September 13, 2019: The Afghan president announced a new offensive against the Taliban, who are apparently demoralized by the unexpected cancellation of the peace talks by the Americans last week and the U.S. forces in Afghanistan promptly increasing their combat activity. It was pointed out that the Taliban were losing control of areas they had long held and it was Afghan troops who were getting this done. With more American air support these Afghan ground operations would become more frequent and effective.

In Kabul, police raided an ISIL hideout, seizing the family of one ISIL member already under arrest. Two ISIL members at the hideout, one of them a Pakistani, were killed during the attack. Police seized weapons, bomb components and documents regarding planned attacks in the city.
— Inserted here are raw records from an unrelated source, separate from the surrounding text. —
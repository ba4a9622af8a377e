use std::ops::{Add, AddAssign, Div, Mul, Neg, Sub, SubAssign};

/// Continuous 2D vector for positions, sizes and speeds
///
/// Screen convention: x grows to the right, y grows downward.
#[derive(Debug, Clone, Copy, Default, PartialEq)]
pub struct Vec2 {
    pub x: f32,
    pub y: f32,
}

/// Cardinal axis selector for per-axis lookups
#[derive(Debug, Clone, Copy, PartialEq, Eq, Hash)]
pub enum Axis {
    X,
    Y,
}

impl Axis {
    /// The other axis
    #[inline]
    pub fn perpendicular(self) -> Self {
        match self {
            Axis::X => Axis::Y,
            Axis::Y => Axis::X,
        }
    }
}

impl Vec2 {
    pub const ZERO: Vec2 = Vec2 { x: 0.0, y: 0.0 };
    pub const ONE: Vec2 = Vec2 { x: 1.0, y: 1.0 };

    #[inline]
    pub const fn new(x: f32, y: f32) -> Self {
        Self { x, y }
    }

    #[inline]
    pub const fn splat(v: f32) -> Self {
        Self { x: v, y: v }
    }

    #[inline]
    pub fn length(&self) -> f32 {
        (self.x * self.x + self.y * self.y).sqrt()
    }

    #[inline]
    pub fn length_sq(&self) -> f32 {
        self.x * self.x + self.y * self.y
    }

    pub fn normalize(&self) -> Self {
        let len = self.length();
        if len > 0.0 {
            Self {
                x: self.x / len,
                y: self.y / len,
            }
        } else {
            Self::ZERO
        }
    }

    #[inline]
    pub fn distance_sq_to(&self, other: Vec2) -> f32 {
        (*self - other).length_sq()
    }

    /// Component-wise product
    #[inline]
    pub fn mul_elem(&self, other: Vec2) -> Self {
        Self {
            x: self.x * other.x,
            y: self.y * other.y,
        }
    }

    /// Component-wise quotient
    #[inline]
    pub fn div_elem(&self, other: Vec2) -> Self {
        Self {
            x: self.x / other.x,
            y: self.y / other.y,
        }
    }

    /// Component-wise abs
    pub fn abs(&self) -> Self {
        Self {
            x: self.x.abs(),
            y: self.y.abs(),
        }
    }

    pub fn floor(&self) -> Self {
        Self {
            x: self.x.floor(),
            y: self.y.floor(),
        }
    }

    pub fn round(&self) -> Self {
        Self {
            x: self.x.round(),
            y: self.y.round(),
        }
    }

    /// Component-wise max
    #[inline]
    pub fn max_elem(&self, other: Vec2) -> Self {
        Self {
            x: self.x.max(other.x),
            y: self.y.max(other.y),
        }
    }

    /// Component-wise clamp; `min` must not exceed `max`
    #[inline]
    pub fn clamp_elem(&self, min: Vec2, max: Vec2) -> Self {
        Self {
            x: self.x.clamp(min.x, max.x),
            y: self.y.clamp(min.y, max.y),
        }
    }

    /// Component on the given axis
    #[inline]
    pub fn axis(&self, axis: Axis) -> f32 {
        match axis {
            Axis::X => self.x,
            Axis::Y => self.y,
        }
    }

    /// Check if vector is approximately zero
    pub fn is_zero(&self, epsilon: f32) -> bool {
        self.x.abs() < epsilon && self.y.abs() < epsilon
    }

    /// Check if vector is approximately equal to another
    pub fn approx_eq(&self, other: Vec2, epsilon: f32) -> bool {
        (self.x - other.x).abs() < epsilon && (self.y - other.y).abs() < epsilon
    }
}

impl Add for Vec2 {
    type Output = Self;
    fn add(self, rhs: Self) -> Self {
        Self {
            x: self.x + rhs.x,
            y: self.y + rhs.y,
        }
    }
}

impl Sub for Vec2 {
    type Output = Self;
    fn sub(self, rhs: Self) -> Self {
        Self {
            x: self.x - rhs.x,
            y: self.y - rhs.y,
        }
    }
}

impl Mul<f32> for Vec2 {
    type Output = Self;
    fn mul(self, rhs: f32) -> Self {
        Self {
            x: self.x * rhs,
            y: self.y * rhs,
        }
    }
}

impl Div<f32> for Vec2 {
    type Output = Self;
    fn div(self, rhs: f32) -> Self {
        Self {
            x: self.x / rhs,
            y: self.y / rhs,
        }
    }
}

impl Neg for Vec2 {
    type Output = Self;
    fn neg(self) -> Self {
        Self {
            x: -self.x,
            y: -self.y,
        }
    }
}

impl AddAssign for Vec2 {
    fn add_assign(&mut self, rhs: Self) {
        self.x += rhs.x;
        self.y += rhs.y;
    }
}

impl SubAssign for Vec2 {
    fn sub_assign(&mut self, rhs: Self) {
        self.x -= rhs.x;
        self.y -= rhs.y;
    }
}

#[cfg(test)]
mod tests {
    use super::*;

    fn approx_eq(a: f32, b: f32) -> bool {
        (a - b).abs() < 1e-5
    }

    #[test]
    fn test_length() {
        let v = Vec2::new(3.0, 4.0);
        assert!(approx_eq(v.length(), 5.0));
        assert!(approx_eq(v.length_sq(), 25.0));
    }

    #[test]
    fn test_normalize_zero() {
        assert_eq!(Vec2::ZERO.normalize(), Vec2::ZERO);
    }

    #[test]
    fn test_elementwise() {
        let a = Vec2::new(6.0, 9.0);
        let b = Vec2::new(2.0, 3.0);
        assert_eq!(a.div_elem(b), Vec2::new(3.0, 3.0));
        assert_eq!(a.mul_elem(b), Vec2::new(12.0, 27.0));
    }

    #[test]
    fn test_floor_and_round() {
        let v = Vec2::new(1.6, -0.4);
        assert_eq!(v.floor(), Vec2::new(1.0, -1.0));
        assert_eq!(v.round(), Vec2::new(2.0, -0.0));
    }

    #[test]
    fn test_axis_access() {
        let v = Vec2::new(1.0, 2.0);
        assert_eq!(v.axis(Axis::X), 1.0);
        assert_eq!(v.axis(Axis::Y), 2.0);
        assert_eq!(Axis::X.perpendicular(), Axis::Y);
    }

    #[test]
    fn test_ops() {
        let mut v = Vec2::new(1.0, 2.0) + Vec2::new(3.0, 4.0);
        assert_eq!(v, Vec2::new(4.0, 6.0));
        v -= Vec2::ONE;
        assert_eq!(v, Vec2::new(3.0, 5.0));
        assert_eq!(-v * 2.0, Vec2::new(-6.0, -10.0));
        assert_eq!(v / 2.0, Vec2::new(1.5, 2.5));
    }
}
September 7, 2019: The U.S. abruptly canceled the year-long Taliban peace talks. This on the eve of a planned secret meeting in the United States between the Taliban leader and the presidents of the U.S. and Afghanistan, to work out final details. The cancellation was triggered by the continued Taliban attacks in Afghanistan, including a recent one that killed another American soldier. That makes 16 Americans killed so far in 2019. This is higher than annual totals for the previous three years and is likely to exceed the 2015 total of 22 dead. The Taliban helped abort the peace talks in other ways. They had been invited to the meeting in America only a few weeks ago and said they would attend but only if the Americans agreed to other conditions. This included a public signing of the final deal in Qatar, with senior officials from foreign nations, especially Russia, China and Pakistan, in attendance.

September 5, 2019: In Kabul, a Taliban suicide car bomber attacked near NATO headquarters and the Afghan National Intelligence compound, killing ten and wounding 42. Two NATO soldiers (a Romanian and an American) were among the dead. There have been several Taliban attacks like this in the last week, most of them in or around Kabul.

September 3, 2019: In Kabul, a Taliban attack on Green Village, a walled compound for foreigners, used a suicide tractor bomber and gunmen. The attack failed but not before leaving 16 people dead and 116 wounded.

August 25, 2019: In eastern Afghanistan (Nangarhar province), a bomb went off outside the Pakistani consulate in Jalalabad, wounding three people. No consulate staff were injured. Back in 2017 ISIL gunmen shot dead an employee of this Pakistani consulate. Jalalabad has long been the scene of this kind of violence because it is close to the Pakistan border. It is 140 kilometers east of Kabul and Islamic terrorists have operated here regularly because it is the first major city encountered when entering Afghanistan via one of the two major border crossings. The city of 250,000 has long been a base area for American and Afghan troops. Many of the bases are around the airport.

August 16, 2019: In the south (Helmand province), across the Pakistani border in Baluchistan, a bomb went off in a mosque frequently attended by Haibatullah Akhundzada, the leader of the Afghan Taliban. The mosque has tight security and the bomb, as reconstructed, was hidden and set off by a timer. The Afghan leader was not there when the bomb went off but his brother was and the brother and four others were killed and more than twenty were wounded.